• **SOURCE RECORDS**
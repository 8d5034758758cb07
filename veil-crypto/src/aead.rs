#![forbid(unsafe_code)]

//! AEAD data ciphers.
//!
//! One enum wraps the two suites the data channel negotiates; keys zeroize
//! on drop. The nonce is the context epoch followed by the packet id, both
//! big-endian, zero-padded to the 96 bits the suites require.

use aes_gcm::Aes256Gcm;
use chacha20poly1305::aead::{Aead, KeyInit, Payload};
use chacha20poly1305::ChaCha20Poly1305;
use zeroize::Zeroize;

use crate::{Error, Result};

/// Auth tag length shared by both suites.
pub const TAG_LEN: usize = 16;

/// Nonce length shared by both suites.
pub const NONCE_LEN: usize = 12;

/// Negotiated data-channel cipher suite.
#[derive(Clone, Copy, Debug, Default, PartialEq, Eq)]
pub enum AeadAlgorithm {
    #[default]
    ChaCha20Poly1305,
    Aes256Gcm,
}

/// AEAD key (zeroized on drop)
#[derive(Clone)]
pub struct AeadKey(pub [u8; 32]);

impl Drop for AeadKey {
    fn drop(&mut self) {
        self.0.zeroize();
    }
}

enum Suite {
    ChaCha(ChaCha20Poly1305),
    Aes(Aes256Gcm),
}

/// One-direction data cipher with a pre-built suite instance.
pub struct DataCipher {
    algorithm: AeadAlgorithm,
    suite: Suite,
}

/// Build the 96-bit nonce from the context epoch and the packet id.
pub fn nonce_for(epoch: u32, pkt_id: u32) -> [u8; NONCE_LEN] {
    let mut nonce = [0u8; NONCE_LEN];
    nonce[..4].copy_from_slice(&epoch.to_be_bytes());
    nonce[4..8].copy_from_slice(&pkt_id.to_be_bytes());
    nonce
}

impl DataCipher {
    pub fn new(algorithm: AeadAlgorithm, key: &AeadKey) -> Self {
        let suite = match algorithm {
            AeadAlgorithm::ChaCha20Poly1305 => Suite::ChaCha(ChaCha20Poly1305::new(
                chacha20poly1305::Key::from_slice(&key.0),
            )),
            AeadAlgorithm::Aes256Gcm => Suite::Aes(Aes256Gcm::new(
                aes_gcm::Key::<Aes256Gcm>::from_slice(&key.0),
            )),
        };
        Self { algorithm, suite }
    }

    pub fn algorithm(&self) -> AeadAlgorithm {
        self.algorithm
    }

    /// Seal `plaintext`, returning ciphertext with the trailing auth tag.
    pub fn seal(&self, nonce: [u8; NONCE_LEN], aad: &[u8], plaintext: &[u8]) -> Result<Vec<u8>> {
        let payload = Payload {
            msg: plaintext,
            aad,
        };
        match &self.suite {
            Suite::ChaCha(cipher) => cipher
                .encrypt(chacha20poly1305::Nonce::from_slice(&nonce), payload)
                .map_err(|e| Error::Seal(e.to_string())),
            Suite::Aes(cipher) => cipher
                .encrypt(aes_gcm::Nonce::from_slice(&nonce), payload)
                .map_err(|e| Error::Seal(e.to_string())),
        }
    }

    /// Open `ciphertext` (payload plus tag), verifying the tag and `aad`.
    pub fn open(&self, nonce: [u8; NONCE_LEN], aad: &[u8], ciphertext: &[u8]) -> Result<Vec<u8>> {
        if ciphertext.len() < TAG_LEN {
            return Err(Error::Truncated);
        }
        let payload = Payload {
            msg: ciphertext,
            aad,
        };
        match &self.suite {
            Suite::ChaCha(cipher) => cipher
                .decrypt(chacha20poly1305::Nonce::from_slice(&nonce), payload)
                .map_err(|e| Error::Open(e.to_string())),
            Suite::Aes(cipher) => cipher
                .decrypt(aes_gcm::Nonce::from_slice(&nonce), payload)
                .map_err(|e| Error::Open(e.to_string())),
        }
    }
}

• **AIM OF THE EXERCISE**
Each record above should be set down again in its exact wording.

• **OUTPUT FOR THIS EXERCISE**
repository 8d5034758758cb07
filename veil-crypto/src/aead.rs
#![forbid(unsafe_code)]

//! AEAD data ciphers.
//!
//! One enum wraps the two suites the data channel negotiates; keys zeroize
//! on drop. The nonce is the context epoch followed by the packet id, both
//! big-endian, zero-padded to the 96 bits the suites require.

use aes_gcm::Aes256Gcm;
use chacha20poly1305::aead::{Aead, KeyInit, Payload};
use chacha20poly1305::ChaCha20Poly1305;
use zeroize::Zeroize;

use crate::{Error, Result};

/// Auth tag length shared by both suites.
pub const TAG_LEN: usize = 16;

/// Nonce length shared by both suites.
pub const NONCE_LEN: usize = 12;

/// Negotiated data-channel cipher suite.
#[derive(Clone, Copy, Debug, Default, PartialEq, Eq)]
pub enum AeadAlgorithm {
    #[default]
    ChaCha20Poly1305,
    Aes256Gcm,
}

/// AEAD key (zeroized on drop)
#[derive(Clone)]
pub struct AeadKey(pub [u8; 32]);

impl Drop for AeadKey {
    fn drop(&mut self) {
        self.0.zeroize();
    }
}

enum Suite {
    ChaCha(ChaCha20Poly1305),
    Aes(Aes256Gcm),
}

/// One-direction data cipher with a pre-built suite instance.
pub struct DataCipher {
    algorithm: AeadAlgorithm,
    suite: Suite,
}

/// Build the 96-bit nonce from the context epoch and the packet id.
pub fn nonce_for(epoch: u32, pkt_id: u32) -> [u8; NONCE_LEN] {
    let mut nonce = [0u8; NONCE_LEN];
    nonce[..4].copy_from_slice(&epoch.to_be_bytes());
    nonce[4..8].copy_from_slice(&pkt_id.to_be_bytes());
    nonce
}

impl DataCipher {
    pub fn new(algorithm: AeadAlgorithm, key: &AeadKey) -> Self {
        let suite = match algorithm {
            AeadAlgorithm::ChaCha20Poly1305 => Suite::ChaCha(ChaCha20Poly1305::new(
                chacha20poly1305::Key::from_slice(&key.0),
            )),
            AeadAlgorithm::Aes256Gcm => Suite::Aes(Aes256Gcm::new(
                aes_gcm::Key::<Aes256Gcm>::from_slice(&key.0),
            )),
        };
        Self { algorithm, suite }
    }

    pub fn algorithm(&self) -> AeadAlgorithm {
        self.algorithm
    }

    /// Seal `plaintext`, returning ciphertext with the trailing auth tag.
    pub fn seal(&self, nonce: [u8; NONCE_LEN], aad: &[u8], plaintext: &[u8]) -> Result<Vec<u8>> {
        let payload = Payload {
            msg: plaintext,
            aad,
        };
        match &self.suite {
            Suite::ChaCha(cipher) => cipher
                .encrypt(chacha20poly1305::Nonce::from_slice(&nonce), payload)
                .map_err(|e| Error::Seal(e.to_string())),
            Suite::Aes(cipher) => cipher
                .encrypt(aes_gcm::Nonce::from_slice(&nonce), payload)
                .map_err(|e| Error::Seal(e.to_string())),
        }
    }

    /// Open `ciphertext` (payload plus tag), verifying the tag and `aad`.
    pub fn open(&self, nonce: [u8; NONCE_LEN], aad: &[u8], ciphertext: &[u8]) -> Result<Vec<u8>> {
        if ciphertext.len() < TAG_LEN {
            return Err(Error::Truncated);
        }
        let payload = Payload {
            msg: ciphertext,
            aad,
        };
        match &self.suite {
            Suite::ChaCha(cipher) => cipher
                .decrypt(chacha20poly1305::Nonce::from_slice(&nonce), payload)
                .map_err(|e| Error::Open(e.to_string())),
            Suite::Aes(cipher) => cipher
                .decrypt(aes_gcm::Nonce::from_slice(&nonce), payload)
                .map_err(|e| Error::Open(e.to_string())),
        }
    }
}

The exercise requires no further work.